BACKGROUND: This prospective, randomized controlled trial was approved by the Ethics Committee of Nanjing First Hospital (KY20220425-014) and registered in the Chinese Clinical Trial Registry (19/6/2022, ChiCTR2200061287) prior to patient enrollment. Written informed consent was obtained from all participants in this trial.
摘要:
背景:不同方法超声引导喉上神经阻滞用于辅助清醒插管,但鲜为人知的是,哪种方法更优越。我们旨在比较成年患者清醒插管时超声引导下喉上神经阻滞的矢状和横向入路。
方法:50例清醒经口气管插管患者随机接受矢状旁及横行超声引导喉上神经阻滞。主要结果是患者气管插管期间的气道麻醉质量等级。插管后的患者管耐受性评分,总手术时间,平均动脉压,心率,每个时间点的Ramsay镇静评分,拔管后1小时和24小时喉咙痛的发生率,插管前声音嘶哑,记录拔管后1小时和24小时。

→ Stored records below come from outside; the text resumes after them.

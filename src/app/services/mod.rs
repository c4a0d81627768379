//! Services layer - business operations.
//!
//! - Geocoding place names
//! - State persistence
//! - Stamp export
//! - Checkout and payment verification

pub mod export;
pub mod geocoder;
pub mod payment;
pub mod payment_endpoint;
pub mod persistence;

结果:矢状旁组患者的气道麻醉质量明显优于横行组(中位级别[IQR],0[0-1]vs.1[0-1],P=0.036)。矢状旁入路组患者的管耐受性评分较好(中位数评分[IQR],1[1-1]vs.1[1-1.5],P=0.042)和较短的总手术时间(中位时间[IQR],113s[98.5-125.5]vs.188s[149.5-260],P<0.001)比横向入路组的那些。矢状旁组拔管后24h咽喉痛的发生率较低(8%vs.36%,P=0.041)。在插管前,矢状旁组超过一半的患者出现声音嘶哑(72%vs.40%,P=0.023)。
结论:与横向入路相比,超声引导下矢状旁入路在气道局部麻醉质量和喉上神经阻滞的总手术时间方面均有改善.
背景:这种前瞻性,随机对照试验获得南京市第一医院伦理委员会批准(KY20220425-014),并在患者入组前在中国临床试验注册中心(2022年6月19日,ChiCTR2200061287)注册.从该试验的所有参与者获得书面知情同意书。
方法:50例清醒经口气管插管患者随机接受矢状旁及横行超声引导喉上神经阻滞。主要结果是患者气管插管期间的气道麻醉质量等级。插管后的患者管耐受性评分,总手术时间,平均动脉压,心率,每个时间点的Ramsay镇静评分,拔管后1小时和24小时喉咙痛的发生率,插管前声音嘶哑,记录拔管后1小时和24小时。
结果:矢状旁组患者的气道麻醉质量明显优于横行组(中位级别[IQR],0[0-1]vs.1[0-1],P=0.036)。矢状旁入路组患者的管耐受性评分较好(中位数评分[IQR],1[1-1]vs.1[1-1.5],P=0.042)和较短的总手术时间(中位时间[IQR],113s[98.5-125.5]vs.188s[149.5-260],P<0.001)比横向入路组的那些。矢状旁组拔管后24h咽喉痛的发生率较低(8%vs.36%,P=0.041)。在插管前,矢状旁组超过一半的患者出现声音嘶哑(72%vs.40%,P=0.023)。
结论:与横向入路相比,超声引导下矢状旁入路在气道局部麻醉质量和喉上神经阻滞的总手术时间方面均有改善.
背景:这种前瞻性,随机对照试验获得南京市第一医院伦理委员会批准(KY20220425-014),并在患者入组前在中国临床试验注册中心(2022年6月19日,ChiCTR2200061287)注册.从该试验的所有参与者获得书面知情同意书。